Pacote do Veneno PL 6299/22 incentivará a utilização de agrotóxicos

Outro fato considerado alarmante é o fim da possibilidade de reavaliação da aprovação de um agrotóxico. Com a lei atual, a aprovação vale para sempre, mas diversas entidades podem requerer um processo de avaliação, com base em dados e experiências científicas.

Se aprovado o PL 6299/2002, a possibilidade de reavaliar o uso de um agrotóxico vai ficar exclusivamente nas mãos do Ministério da Agricultura, dificultando essa reanálise.

Naiara cita também que os servidores públicos federais ficarão restritos nas análises e serão obrigados a fazer muito rapidamente laudos que são complexos e que podem botar a vida das pessoas em risco. Além disso, colocará nas mãos dos engenheiros agrônomos maiores responsabilidades, como a autorização para misturar produtos, sem que se saiba o resultados destes usos de agrotóxicos misturados.

Hoje, uma mistura de dois ou mais agrotóxicos tem que ser aprovada pelos órgãos de regulação e controle. Se o PL 6299 virar lei, essa responsabilidade vai ficar a cargo da figura do engenheiro agrônomo.

"Essas misturas de produtos químicos podem gerar um produto novo, as reações desses produtos podem ser inesperadas, cujo efeito não conhecemos. Além disso, a prescrição de receituário agronômico antes da ocorrência da praga pode gerar uma proliferação de um mercado de receituários de gaveta", afirmou Naiara.

Antes de finalizar a fala, a advogada também falou da questão da regulação da propaganda nas mídias e redes digitais, algo que o Pacote do Veneno simplesmente ignora, ao possibilitar a propagação desse tipo de comunicação.

Também lançou um alerta sobre a competência legislativa de estados e municípios.

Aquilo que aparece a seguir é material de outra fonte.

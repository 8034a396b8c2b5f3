use thiserror::Error;

/// Failures raised by the session engine itself.
#[derive(Error, Debug, PartialEq)]
pub enum EngineError {
    /// `pop_next` was called on an exhausted queue. Callers guard with `is_empty`.
    #[error("challenge queue is empty")]
    EmptyQueue,

    #[error("invalid configuration: {0}")]
    InvalidConfig(String),
}

/// Failures reported by a classifier adapter. The session never propagates
/// these; a failed tick simply carries no reading.
#[derive(Error, Debug)]
pub enum ClassifierError {
    #[error("no reading available this tick")]
    NoReading,

    #[error("classifier source disconnected")]
    Disconnected,

    #[error("malformed classifier output: {0}")]
    Malformed(String),

    #[error("classifier i/o error: {0}")]
    Io(#[from] std::io::Error),
}

#[derive(Error, Debug, PartialEq)]
pub enum CatalogError {
    #[error("challenge catalog is empty")]
    Empty,

    #[error("duplicate challenge identifier: {0}")]
    Duplicate(String),

    #[error("malformed labels file at line {line}: {content:?}")]
    MalformedLabels { line: usize, content: String },
}

#[derive(Error, Debug)]
pub enum ConfigError {
    #[error("config i/o error: {0}")]
    Io(#[from] std::io::Error),

    #[error("config parse error: {0}")]
    Parse(#[from] serde_json::Error),

    #[error("invalid config: {0}")]
    Invalid(String),

    #[error(transparent)]
    Catalog(#[from] CatalogError),
}

pub type EngineResult<T> = Result<T, EngineError>;
pub type ClassifierResult<T> = Result<T, ClassifierError>;
// Library surface for the game engine, shared by the binary and integration tests.
// Rendering and terminal plumbing stay in main.rs.
pub mod app_dirs;
pub mod catalog;
pub mod classifier;
pub mod config;
pub mod error;
pub mod logging;
pub mod matcher;
pub mod queue;
pub mod runtime;
pub mod session;
pub mod snapshot;
pub mod timing;

pub use session::{InputEvent, Outcome, Phase, Session, SessionEvent, TickReport};
pub use snapshot::SessionSnapshot;
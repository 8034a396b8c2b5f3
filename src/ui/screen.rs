use facedrop::session::{Outcome, Phase};
use ratatui::{
    layout::{Alignment, Constraint, Direction, Layout},
    style::{Color, Modifier, Style},
    text::{Line, Span},
    widgets::{Paragraph, Wrap},
    Frame,
};

use crate::{
    ui::{glyph_for, hud_line, legend_line, PlayField},
    App,
};

/// A UI Screen boundary: one per session phase
pub trait Screen {
    fn render(&self, app: &App, f: &mut Frame);
}

/// Instructions and a start prompt
pub struct StartScreen;

impl Screen for StartScreen {
    fn render(&self, app: &App, f: &mut Frame) {
        let chunks = Layout::default()
            .direction(Direction::Vertical)
            .margin(2)
            .constraints([
                Constraint::Length(4), // Instructions
                Constraint::Length(2), // Emoji row
                Constraint::Min(0),
                Constraint::Length(2), // Prompt
                Constraint::Length(2), // Legend
            ])
            .split(f.area());

        let bold = Style::default().add_modifier(Modifier::BOLD);
        let intro = Paragraph::new(vec![
            Line::from(Span::styled("Match your facial expression", bold)),
            Line::from(Span::styled("to the falling emoji before it", bold)),
            Line::from(Span::styled("hits the ground.", bold)),
        ])
        .alignment(Alignment::Center);
        f.render_widget(intro, chunks[0]);

        let row = app
            .session
            .catalog()
            .ids()
            .iter()
            .map(|id| glyph_for(id))
            .collect::<Vec<_>>()
            .join(" ");
        f.render_widget(Paragraph::new(row).alignment(Alignment::Center), chunks[1]);

        let prompt = Paragraph::new(Line::from(vec![
            Span::styled(
                "START",
                Style::default()
                    .fg(Color::Rgb(229, 154, 163))
                    .add_modifier(Modifier::BOLD | Modifier::REVERSED),
            ),
            Span::raw("  enter to play · q to quit"),
        ]))
        .alignment(Alignment::Center);
        f.render_widget(prompt, chunks[3]);

        f.render_widget(
            Paragraph::new(legend_line(app.classifier.keyboard_labels()))
                .alignment(Alignment::Center)
                .wrap(Wrap { trim: true }),
            chunks[4],
        );
    }
}

/// HUD, play field and key legend
pub struct PlayScreen;

impl Screen for PlayScreen {
    fn render(&self, app: &App, f: &mut Frame) {
        let snapshot = app.session.snapshot();
        let chunks = Layout::default()
            .direction(Direction::Vertical)
            .horizontal_margin(1)
            .constraints([
                Constraint::Length(1), // HUD
                Constraint::Min(3),    // Play field
                Constraint::Length(1), // Legend
            ])
            .split(f.area());

        f.render_widget(Paragraph::new(hud_line(&snapshot)), chunks[0]);
        f.render_widget(
            PlayField {
                snapshot: &snapshot,
                config: app.session.config(),
                miss_flash: app.miss_flash > 0.0,
            },
            chunks[1],
        );
        f.render_widget(
            Paragraph::new(legend_line(app.classifier.keyboard_labels())),
            chunks[2],
        );
    }
}

/// Win or loss banner with a retry prompt
pub struct EndScreen;

impl Screen for EndScreen {
    fn render(&self, app: &App, f: &mut Frame) {
        let snapshot = app.session.snapshot();
        let (banner, color) = match snapshot.outcome {
            Some(Outcome::Win) => ("You Win!", Color::Green),
            Some(Outcome::Loss) | None => ("You Lose!", Color::Red),
        };

        let chunks = Layout::default()
            .direction(Direction::Vertical)
            .margin(2)
            .constraints([
                Constraint::Percentage(30),
                Constraint::Length(2), // Banner
                Constraint::Length(2), // Score
                Constraint::Min(0),
                Constraint::Length(2), // Prompt
            ])
            .split(f.area());

        f.render_widget(
            Paragraph::new(Span::styled(
                banner,
                Style::default().fg(color).add_modifier(Modifier::BOLD),
            ))
            .alignment(Alignment::Center),
            chunks[1],
        );
        f.render_widget(
            Paragraph::new(format!(
                "score {} of {}",
                snapshot.score,
                app.session.catalog().len()
            ))
            .alignment(Alignment::Center),
            chunks[2],
        );
        f.render_widget(
            Paragraph::new(Line::from(vec![
                Span::styled(
                    "Try Again",
                    Style::default()
                        .fg(Color::Rgb(229, 154, 163))
                        .add_modifier(Modifier::BOLD | Modifier::REVERSED),
                ),
                Span::raw("  r to retry · q to quit"),
            ]))
            .alignment(Alignment::Center),
            chunks[4],
        );
    }
}

/// Shown once the live classifier stream has closed
pub struct DisconnectedScreen;

impl Screen for DisconnectedScreen {
    fn render(&self, app: &App, f: &mut Frame) {
        let chunks = Layout::default()
            .direction(Direction::Vertical)
            .margin(2)
            .constraints([
                Constraint::Percentage(30),
                Constraint::Length(2), // Banner
                Constraint::Length(2), // Detail
                Constraint::Min(0),
                Constraint::Length(2), // Prompt
            ])
            .split(f.area());

        f.render_widget(
            Paragraph::new(Span::styled(
                "classifier disconnected",
                Style::default().fg(Color::Red).add_modifier(Modifier::BOLD),
            ))
            .alignment(Alignment::Center),
            chunks[1],
        );
        f.render_widget(
            Paragraph::new(format!(
                "the expression classifier stopped sending readings · score {}",
                app.session.state().score
            ))
            .alignment(Alignment::Center)
            .wrap(Wrap { trim: true }),
            chunks[2],
        );
        f.render_widget(
            Paragraph::new("q to quit").alignment(Alignment::Center),
            chunks[4],
        );
    }
}

/// Helper to construct the appropriate screen for the current phase
pub fn current_screen(phase: Phase) -> Box<dyn Screen> {
    match phase {
        Phase::NotStarted => Box::new(StartScreen),
        Phase::Active => Box::new(PlayScreen),
        Phase::Finished => Box::new(EndScreen),
    }
}
//! Session state machine: phases, lives, score and the falling challenge.
//!
//! The session is driven one tick at a time by [`Session::tick`]. Each tick takes
//! the input event for that frame and the elapsed time, polls the classifier
//! when a challenge is falling, and reports the discrete events that fired.
//! Rendering reads a [`SessionSnapshot`] and never mutates the session.

use crate::catalog::ChallengeCatalog;
use crate::classifier::Classifier;
use crate::config::GameConfig;
use crate::error::EngineError;
use crate::matcher::{evaluate, ClassificationReading, MatchResult};
use crate::queue::ChallengeQueue;
use crate::snapshot::{ActiveView, SessionSnapshot};
use crate::timing;
use rand::rngs::StdRng;
use rand::{Rng, SeedableRng};
use serde::Serialize;
use tracing::{debug, info, warn};

#[derive(Debug, Clone, Copy, PartialEq, Eq, Serialize, strum_macros::Display)]
pub enum Phase {
    NotStarted,
    Active,
    Finished,
}

#[derive(Debug, Clone, Copy, PartialEq, Eq, Serialize, strum_macros::Display)]
pub enum Outcome {
    Win,
    Loss,
}

/// Player intent for a tick, already decoded from whatever device produced it.
#[derive(Debug, Clone, Copy, PartialEq, Eq, Default)]
pub enum InputEvent {
    Start,
    Retry,
    Quit,
    #[default]
    None,
}

/// Fired exactly once, on the tick where it happened.
#[derive(Debug, Clone, PartialEq, Eq, Serialize)]
#[serde(tag = "event", rename_all = "snake_case")]
pub enum SessionEvent {
    SessionStarted,
    Matched { identifier: String, score: u32 },
    Missed { identifier: String, lives: u32 },
    SessionWon { score: u32 },
    SessionLost { score: u32 },
}

#[derive(Debug, Clone, Copy, PartialEq, Eq)]
pub enum Control {
    Continue,
    Quit,
}

#[derive(Debug, Clone, PartialEq)]
pub struct TickReport {
    pub control: Control,
    pub events: Vec<SessionEvent>,
}

impl TickReport {
    fn new(control: Control, events: Vec<SessionEvent>) -> Self {
        Self { control, events }
    }

    pub fn should_quit(&self) -> bool {
        self.control == Control::Quit
    }
}

/// The single falling target of an active session.
#[derive(Debug, Clone, PartialEq)]
pub struct ActiveChallenge {
    pub identifier: String,
    /// Top edge of the sprite; negative while still above the play area.
    pub vertical_position: f64,
    pub horizontal_position: f64,
    pub fall_velocity: f64,
    /// Seconds left in the success window, set once matched.
    pub resolution_timer: Option<f64>,
}

impl ActiveChallenge {
    pub fn spawn(
        identifier: String,
        vertical_position: f64,
        horizontal_position: f64,
        fall_velocity: f64,
    ) -> Self {
        Self {
            identifier,
            vertical_position,
            horizontal_position,
            fall_velocity,
            resolution_timer: None,
        }
    }

    pub fn is_resolving(&self) -> bool {
        self.resolution_timer.is_some()
    }
}

#[derive(Debug, Clone, PartialEq)]
pub struct SessionState {
    pub phase: Phase,
    pub lives: u32,
    pub score: u32,
    pub queue: ChallengeQueue,
    pub active: Option<ActiveChallenge>,
    pub outcome: Option<Outcome>,
}

impl SessionState {
    fn fresh<R: Rng + ?Sized>(catalog: &ChallengeCatalog, lives: u32, rng: &mut R) -> Self {
        Self {
            phase: Phase::NotStarted,
            lives,
            score: 0,
            queue: ChallengeQueue::initialize(catalog, rng),
            active: None,
            outcome: None,
        }
    }
}

#[derive(Debug)]
pub struct Session<R: Rng = StdRng> {
    config: GameConfig,
    catalog: ChallengeCatalog,
    state: SessionState,
    rng: R,
    pending: Vec<SessionEvent>,
}

impl Session<StdRng> {
    pub fn new(config: GameConfig) -> Result<Self, EngineError> {
        Self::with_rng(config, StdRng::from_entropy())
    }

    pub fn with_seed(config: GameConfig, seed: u64) -> Result<Self, EngineError> {
        Self::with_rng(config, StdRng::seed_from_u64(seed))
    }
}

impl<R: Rng> Session<R> {
    pub fn with_rng(config: GameConfig, mut rng: R) -> Result<Self, EngineError> {
        let catalog = config
            .validate()
            .map_err(|e| EngineError::InvalidConfig(e.to_string()))?;
        let state = SessionState::fresh(&catalog, config.starting_lives, &mut rng);

        let mut session = Self {
            config,
            catalog,
            state,
            rng,
            pending: Vec::new(),
        };
        if session.config.skip_start_screen {
            session.begin();
        }
        Ok(session)
    }

    pub fn config(&self) -> &GameConfig {
        &self.config
    }

    pub fn catalog(&self) -> &ChallengeCatalog {
        &self.catalog
    }

    pub fn state(&self) -> &SessionState {
        &self.state
    }

    pub fn phase(&self) -> Phase {
        self.state.phase
    }

    /// Advance the session by one tick of `dt` seconds.
    pub fn tick<C: Classifier + ?Sized>(
        &mut self,
        input: InputEvent,
        dt: f64,
        classifier: &mut C,
    ) -> TickReport {
        let mut events = std::mem::take(&mut self.pending);

        match (input, self.state.phase) {
            (InputEvent::Quit, phase) => {
                info!(%phase, "quit requested");
                return TickReport::new(Control::Quit, events);
            }
            (InputEvent::Start, Phase::NotStarted) => {
                self.begin();
                events.append(&mut self.pending);
            }
            (InputEvent::Retry, Phase::Finished) => {
                self.reset();
                self.begin();
                events.append(&mut self.pending);
            }
            (InputEvent::None, _) => {}
            (input, phase) => debug!(?input, %phase, "ignoring input"),
        }

        if self.state.phase == Phase::Active {
            self.step_active(dt.max(0.0), classifier, &mut events);
        }

        TickReport::new(Control::Continue, events)
    }

    pub fn snapshot(&self) -> SessionSnapshot {
        let pop = self.config.pop_duration_secs;
        SessionSnapshot {
            phase: self.state.phase,
            lives: self.state.lives,
            score: self.state.score,
            remaining: self.state.queue.len(),
            outcome: self.state.outcome,
            active: self.state.active.as_ref().map(|c| ActiveView {
                identifier: c.identifier.clone(),
                vertical_position: c.vertical_position,
                horizontal_position: c.horizontal_position,
                is_resolving: c.is_resolving(),
                resolution_progress: c
                    .resolution_timer
                    .map(|t| ((pop - t) / pop).clamp(0.0, 1.0)),
            }),
        }
    }

    fn begin(&mut self) {
        info!(
            challenges = self.state.queue.len(),
            lives = self.state.lives,
            "session started"
        );
        self.state.phase = Phase::Active;
        self.pending.push(SessionEvent::SessionStarted);
    }

    fn reset(&mut self) {
        self.state = SessionState::fresh(&self.catalog, self.config.starting_lives, &mut self.rng);
    }

    fn spawn_next(&mut self) {
        let identifier = match self.state.queue.pop_next() {
            Ok(id) => id,
            Err(e) => {
                warn!(error = %e, "spawn without a queued challenge");
                return;
            }
        };
        let max_x = (self.config.play_width - self.config.sprite_extent).max(0.0);
        let x = self.rng.gen_range(0.0..=max_x);
        debug!(%identifier, x, "spawning challenge");
        self.state.active = Some(ActiveChallenge::spawn(
            identifier,
            -self.config.sprite_extent,
            x,
            self.config.fall_velocity,
        ));
    }

    fn step_active<C: Classifier + ?Sized>(
        &mut self,
        dt: f64,
        classifier: &mut C,
        events: &mut Vec<SessionEvent>,
    ) {
        if self.state.active.is_none() && !self.state.queue.is_empty() {
            self.spawn_next();
        }

        if let Some(challenge) = self.state.active.as_mut() {
            match challenge.resolution_timer {
                Some(timer) => {
                    let timer = timer - dt;
                    if timer <= 0.0 {
                        debug!(identifier = %challenge.identifier, "challenge resolved");
                        self.state.active = None;
                    } else {
                        challenge.resolution_timer = Some(timer);
                    }
                }
                None => {
                    challenge.vertical_position =
                        timing::advance(challenge.vertical_position, challenge.fall_velocity, dt);

                    match classifier.classify() {
                        Ok(reading) => {
                            if let Some(ref r) = reading {
                                debug!(label = %r.label, confidence = r.confidence, "detected");
                            }
                            self.judge(reading, events);
                        }
                        Err(e) => warn!(error = %e, "classifier failed, skipping evaluation"),
                    }
                }
            }
        }

        if self.state.phase == Phase::Active
            && self.state.active.is_none()
            && self.state.queue.is_empty()
        {
            let outcome = if self.state.lives > 0 {
                Outcome::Win
            } else {
                Outcome::Loss
            };
            self.finish(outcome, events);
        }
    }

    /// Match has priority over a boundary miss on the same tick.
    fn judge(&mut self, reading: Option<ClassificationReading>, events: &mut Vec<SessionEvent>) {
        let Some(challenge) = self.state.active.as_mut() else {
            return;
        };

        let matched = reading.as_ref().is_some_and(|r| {
            evaluate(r, challenge, self.config.confidence_threshold) == MatchResult::Match
        });

        if matched {
            self.state.score += 1;
            challenge.resolution_timer = Some(self.config.pop_duration_secs);
            info!(identifier = %challenge.identifier, score = self.state.score, "matched");
            events.push(SessionEvent::Matched {
                identifier: challenge.identifier.clone(),
                score: self.state.score,
            });
        } else if timing::has_crossed_boundary(
            challenge.vertical_position,
            self.config.sprite_extent,
            self.config.play_height,
        ) {
            self.state.lives = self.state.lives.saturating_sub(1);
            let identifier = challenge.identifier.clone();
            self.state.active = None;
            info!(%identifier, lives = self.state.lives, "missed");
            events.push(SessionEvent::Missed {
                identifier,
                lives: self.state.lives,
            });
            if self.state.lives == 0 {
                self.finish(Outcome::Loss, events);
            }
        }
    }

    fn finish(&mut self, outcome: Outcome, events: &mut Vec<SessionEvent>) {
        self.state.phase = Phase::Finished;
        self.state.outcome = Some(outcome);
        self.state.active = None;
        info!(%outcome, score = self.state.score, lives = self.state.lives, "session finished");
        events.push(match outcome {
            Outcome::Win => SessionEvent::SessionWon {
                score: self.state.score,
            },
            Outcome::Loss => SessionEvent::SessionLost {
                score: self.state.score,
            },
        });
    }
}
use crate::app_dirs::AppDirs;
use crate::catalog::{ChallengeCatalog, DEFAULT_CHALLENGES};
use crate::error::ConfigError;
use serde::{Deserialize, Serialize};
use std::fs;
use std::path::{Path, PathBuf};
use std::time::Duration;
use tracing::warn;

/// Constants fixed for the lifetime of a session.
#[derive(Debug, Clone, Serialize, Deserialize, PartialEq)]
#[serde(default)]
pub struct GameConfig {
    pub catalog: Vec<String>,
    /// Units per second, in play-area coordinates.
    pub fall_velocity: f64,
    pub starting_lives: u32,
    pub confidence_threshold: f64,
    pub pop_duration_secs: f64,
    pub tick_rate_hz: u32,
    pub play_width: f64,
    pub play_height: f64,
    pub sprite_extent: f64,
    /// Begin directly in the active phase, without a start screen.
    pub skip_start_screen: bool,
}

impl Default for GameConfig {
    fn default() -> Self {
        Self {
            catalog: DEFAULT_CHALLENGES.iter().map(|s| s.to_string()).collect(),
            fall_velocity: 240.0,
            starting_lives: 3,
            confidence_threshold: 0.85,
            pop_duration_secs: 0.2,
            tick_rate_hz: 30,
            play_width: 360.0,
            play_height: 640.0,
            sprite_extent: 80.0,
            skip_start_screen: false,
        }
    }
}

impl GameConfig {
    pub fn validate(&self) -> Result<ChallengeCatalog, ConfigError> {
        let catalog = ChallengeCatalog::new(self.catalog.iter().cloned())?;

        if !(0.0..=1.0).contains(&self.confidence_threshold) {
            return Err(ConfigError::Invalid(format!(
                "confidence_threshold must be within [0, 1], got {}",
                self.confidence_threshold
            )));
        }
        if self.starting_lives == 0 {
            return Err(ConfigError::Invalid("starting_lives must be at least 1".into()));
        }
        if self.tick_rate_hz == 0 {
            return Err(ConfigError::Invalid("tick_rate_hz must be positive".into()));
        }
        for (name, value) in [
            ("fall_velocity", self.fall_velocity),
            ("pop_duration_secs", self.pop_duration_secs),
            ("play_width", self.play_width),
            ("play_height", self.play_height),
            ("sprite_extent", self.sprite_extent),
        ] {
            if !value.is_finite() || value <= 0.0 {
                return Err(ConfigError::Invalid(format!(
                    "{name} must be positive, got {value}"
                )));
            }
        }
        if self.sprite_extent > self.play_width || self.sprite_extent > self.play_height {
            return Err(ConfigError::Invalid(
                "sprite_extent must fit inside the play area".into(),
            ));
        }

        Ok(catalog)
    }

    pub fn tick_interval(&self) -> Duration {
        Duration::from_secs_f64(1.0 / self.tick_rate_hz.max(1) as f64)
    }

    pub fn tick_secs(&self) -> f64 {
        self.tick_interval().as_secs_f64()
    }
}

pub trait ConfigStore {
    fn load(&self) -> GameConfig;
    fn save(&self, cfg: &GameConfig) -> Result<(), ConfigError>;
}

#[derive(Debug, Clone)]
pub struct FileConfigStore {
    path: PathBuf,
}

impl FileConfigStore {
    #[allow(clippy::new_without_default)]
    pub fn new() -> Self {
        let path = AppDirs::config_path().unwrap_or_else(|| PathBuf::from("facedrop_config.json"));
        Self { path }
    }

    pub fn with_path<P: AsRef<Path>>(p: P) -> Self {
        Self {
            path: p.as_ref().to_path_buf(),
        }
    }

    pub fn path(&self) -> &Path {
        &self.path
    }
}

impl Default for FileConfigStore {
    fn default() -> Self {
        Self::new()
    }
}

impl ConfigStore for FileConfigStore {
    fn load(&self) -> GameConfig {
        let bytes = match fs::read(&self.path) {
            Ok(bytes) => bytes,
            Err(_) => return GameConfig::default(),
        };
        match serde_json::from_slice::<GameConfig>(&bytes) {
            Ok(cfg) => cfg,
            Err(e) => {
                warn!(path = %self.path.display(), error = %e, "ignoring unparsable config");
                GameConfig::default()
            }
        }
    }

    fn save(&self, cfg: &GameConfig) -> Result<(), ConfigError> {
        if let Some(parent) = self.path.parent() {
            fs::create_dir_all(parent)?;
        }
        let data = serde_json::to_vec_pretty(cfg)?;
        fs::write(&self.path, data)?;
        Ok(())
    }
}

#[cfg(test)]
mod tests {
    use super::*;
    use assert_matches::assert_matches;
    use tempfile::tempdir;

    #[test]
    fn roundtrip_default_config() {
        let dir = tempdir().unwrap();
        let path = dir.path().join("config.json");
        let store = FileConfigStore::with_path(&path);
        let cfg = GameConfig::default();
        store.save(&cfg).unwrap();
        let loaded = store.load();
        assert_eq!(cfg, loaded);
    }

    #[test]
    fn save_and_load_custom_config() {
        let dir = tempdir().unwrap();
        let path = dir.path().join("nested").join("config.json");
        let store = FileConfigStore::with_path(&path);
        let cfg = GameConfig {
            catalog: vec!["smile".into(), "frown".into()],
            fall_velocity: 120.0,
            starting_lives: 5,
            confidence_threshold: 0.7,
            pop_duration_secs: 0.5,
            tick_rate_hz: 60,
            play_width: 800.0,
            play_height: 600.0,
            sprite_extent: 64.0,
            skip_start_screen: true,
        };
        store.save(&cfg).unwrap();
        assert_eq!(store.load(), cfg);
    }

    #[test]
    fn missing_or_garbage_file_falls_back_to_defaults() {
        let dir = tempdir().unwrap();
        let path = dir.path().join("config.json");
        let store = FileConfigStore::with_path(&path);
        assert_eq!(store.load(), GameConfig::default());

        fs::write(&path, b"{ not json").unwrap();
        assert_eq!(store.load(), GameConfig::default());
    }

    #[test]
    fn partial_file_fills_in_defaults() {
        let dir = tempdir().unwrap();
        let path = dir.path().join("config.json");
        fs::write(&path, br#"{ "starting_lives": 9 }"#).unwrap();
        let cfg = FileConfigStore::with_path(&path).load();
        assert_eq!(cfg.starting_lives, 9);
        assert_eq!(cfg.confidence_threshold, 0.85);
    }

    #[test]
    fn validate_accepts_defaults() {
        let catalog = GameConfig::default().validate().unwrap();
        assert_eq!(catalog.len(), 7);
    }

    #[test]
    fn validate_rejects_bad_values() {
        let bad = [
            GameConfig {
                confidence_threshold: 1.5,
                ..Default::default()
            },
            GameConfig {
                starting_lives: 0,
                ..Default::default()
            },
            GameConfig {
                tick_rate_hz: 0,
                ..Default::default()
            },
            GameConfig {
                fall_velocity: -1.0,
                ..Default::default()
            },
            GameConfig {
                pop_duration_secs: 0.0,
                ..Default::default()
            },
            GameConfig {
                sprite_extent: 1000.0,
                ..Default::default()
            },
        ];
        for cfg in bad {
            assert_matches!(cfg.validate(), Err(ConfigError::Invalid(_)));
        }
    }

    #[test]
    fn validate_rejects_bad_catalog() {
        let cfg = GameConfig {
            catalog: vec![],
            ..Default::default()
        };
        assert_matches!(cfg.validate(), Err(ConfigError::Catalog(_)));
    }

    #[test]
    fn tick_interval_follows_rate() {
        let cfg = GameConfig {
            tick_rate_hz: 50,
            ..Default::default()
        };
        assert_eq!(cfg.tick_interval(), Duration::from_millis(20));
    }
}
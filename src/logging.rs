use std::fs::{self, OpenOptions};
use std::path::Path;
use std::sync::Mutex;

use tracing_subscriber::EnvFilter;

const DEFAULT_FILTER: &str = "facedrop=info";

fn env_filter() -> EnvFilter {
    EnvFilter::try_from_default_env().unwrap_or_else(|_| DEFAULT_FILTER.into())
}

/// Log to a file. The terminal UI owns stdout, so this is the interactive default.
pub fn init_file(path: &Path) -> Result<(), Box<dyn std::error::Error + Send + Sync>> {
    if let Some(parent) = path.parent() {
        fs::create_dir_all(parent)?;
    }
    let file = OpenOptions::new().create(true).append(true).open(path)?;

    tracing_subscriber::fmt()
        .with_env_filter(env_filter())
        .with_ansi(false)
        .with_writer(Mutex::new(file))
        .try_init()
}

/// Log to stderr, leaving stdout for headless JSON output.
pub fn init_stderr() -> Result<(), Box<dyn std::error::Error + Send + Sync>> {
    tracing_subscriber::fmt()
        .with_env_filter(env_filter())
        .with_writer(std::io::stderr)
        .try_init()
}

Com a lei atual, os governos estaduais podem criar leis sobre o consumo, produção, comércio e armazenamento de agrotóxicos, sendo que os governos municipais podem criar leis sobre o uso e o armazenamento. O Pacote do Veneno fala que os estados e municípios podem legislar sobre esses mesmos temas, desde que "fundamentado cientificamente", transferindo a responsabilidade dos órgãos técnicos e específicos para as Câmaras de Vereadores e Assembleias Legislativas.